Fra2TG mice treated with ATO had significantly lower Ashcroft scores, a measure of lung scarring. They also had significantly lower numbers of several types of inflammatory immune cells (including neutrophils, macrophages, and T-cells) in their lungs. Other markers of fibrosis also tended to be decreased in ATO-treated mice, though they didn’t reach statistical significance.

“The findings from this study showed that ATO treatment reduced interstitial lung damage, as measured by the Ashcroft histological scores. Although some measurements did not reach statistical significance, our results suggest that ATO has a favorable effect on lung inflammation,” the researchers wrote.

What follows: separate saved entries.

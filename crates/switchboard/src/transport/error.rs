//! Error types for the framed call channel.

use std::io;
use std::sync::Arc;

use thiserror::Error;

use super::jsonrpc::RpcError;

/// Errors raised while reading or writing frames.
#[derive(Debug, Error)]
pub enum TransportError {
    /// I/O error during read or write.
    #[error("I/O error: {0}")]
    Io(#[from] io::Error),

    /// A frame header block carried no `Content-Length`.
    #[error("missing Content-Length header")]
    MissingContentLength,

    /// A frame header could not be parsed.
    #[error("invalid header format")]
    InvalidHeader,

    /// A frame announced a payload larger than the channel accepts.
    #[error("frame of {length} bytes exceeds the {limit} byte limit")]
    FrameTooLarge {
        /// Announced payload length.
        length: usize,
        /// Configured maximum payload length.
        limit: usize,
    },
}

/// Failures observed by a caller blocked in [`super::Channel::call`].
///
/// The type is `Clone` because a single channel closure must be reported to
/// every caller that was waiting on it.
#[derive(Debug, Clone, PartialEq, Eq, Error)]
pub enum CallError {
    /// The channel closed before a response arrived.
    #[error("channel closed: {reason}")]
    Closed {
        /// Why the channel closed.
        reason: String,
    },

    /// No response arrived within the caller's budget.
    #[error("call '{method}' timed out after {timeout_ms}ms")]
    Timeout {
        /// Method that was invoked.
        method: String,
        /// Budget in milliseconds.
        timeout_ms: u64,
    },

    /// The peer answered with a JSON-RPC error object.
    #[error("remote error {code}: {message}")]
    Remote {
        /// JSON-RPC error code.
        code: i64,
        /// Error message supplied by the peer.
        message: String,
    },

    /// A message could not be encoded or a result could not be decoded.
    #[error("codec error: {message}")]
    Codec {
        /// Description of the encoding failure.
        message: String,
    },
}

impl CallError {
    /// Creates a remote error from a JSON-RPC error object.
    #[must_use]
    pub fn from_rpc(error: RpcError) -> Self {
        Self::Remote {
            code: error.code,
            message: error.message,
        }
    }

    /// Returns `true` when the failure means the channel itself is unusable.
    #[must_use]
    pub const fn is_transport_failure(&self) -> bool {
        matches!(self, Self::Closed { .. })
    }

    /// Returns the JSON-RPC code for remote errors.
    #[must_use]
    pub const fn remote_code(&self) -> Option<i64> {
        match self {
            Self::Remote { code, .. } => Some(*code),
            _ => None,
        }
    }

    pub(crate) fn codec(error: &serde_json::Error) -> Self {
        Self::Codec {
            message: error.to_string(),
        }
    }
}

/// Failures while establishing a mutually authenticated session.
#[derive(Debug, Clone, Error)]
pub enum TlsError {
    /// A per-session certificate could not be generated.
    #[error("failed to generate session certificate: {message}")]
    Certificate {
        /// Generator failure description.
        message: String,
    },

    /// A peer certificate could not be decoded.
    #[error("failed to decode peer certificate: {message}")]
    Decode {
        /// Decoder failure description.
        message: String,
    },

    /// The TLS configuration was rejected.
    #[error("invalid TLS configuration: {message}")]
    Config {
        /// Configuration failure description.
        message: String,
    },

    /// The TLS handshake did not complete.
    #[error("TLS handshake failed: {source}")]
    Handshake {
        /// Underlying I/O or protocol failure.
        #[source]
        source: Arc<io::Error>,
    },
}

ATO treatment also led to a significant decrease in pressure within the pulmonary arteries, as indicated by a 21% decrease in right ventricular systolic pressure, compared to control animals.

The researchers also assessed immune cells to better understand ATO’s biological effects. Treatment with it reduced the activation of T-cells, an immune cell that drives SSc-related inflammation, results suggested.

The findings “support the early use of ATO in SSc patients due to its predominant anti-inflammatory effects and vessel anti-remodeling effects,” said the researchers, who noted more work is needed to investigate the safety and potential utility of ATO in people, given that this was a single study done in a preclinical animal model.

“Compounded observations, both widely published and collected in various international studies, fully justify the initiation of trials on SSc patients … The hope for success is high and BioSenic is working hard in translating the present fundamental results into real therapeutic advances with the necessary help of available international funding,” Rieger said.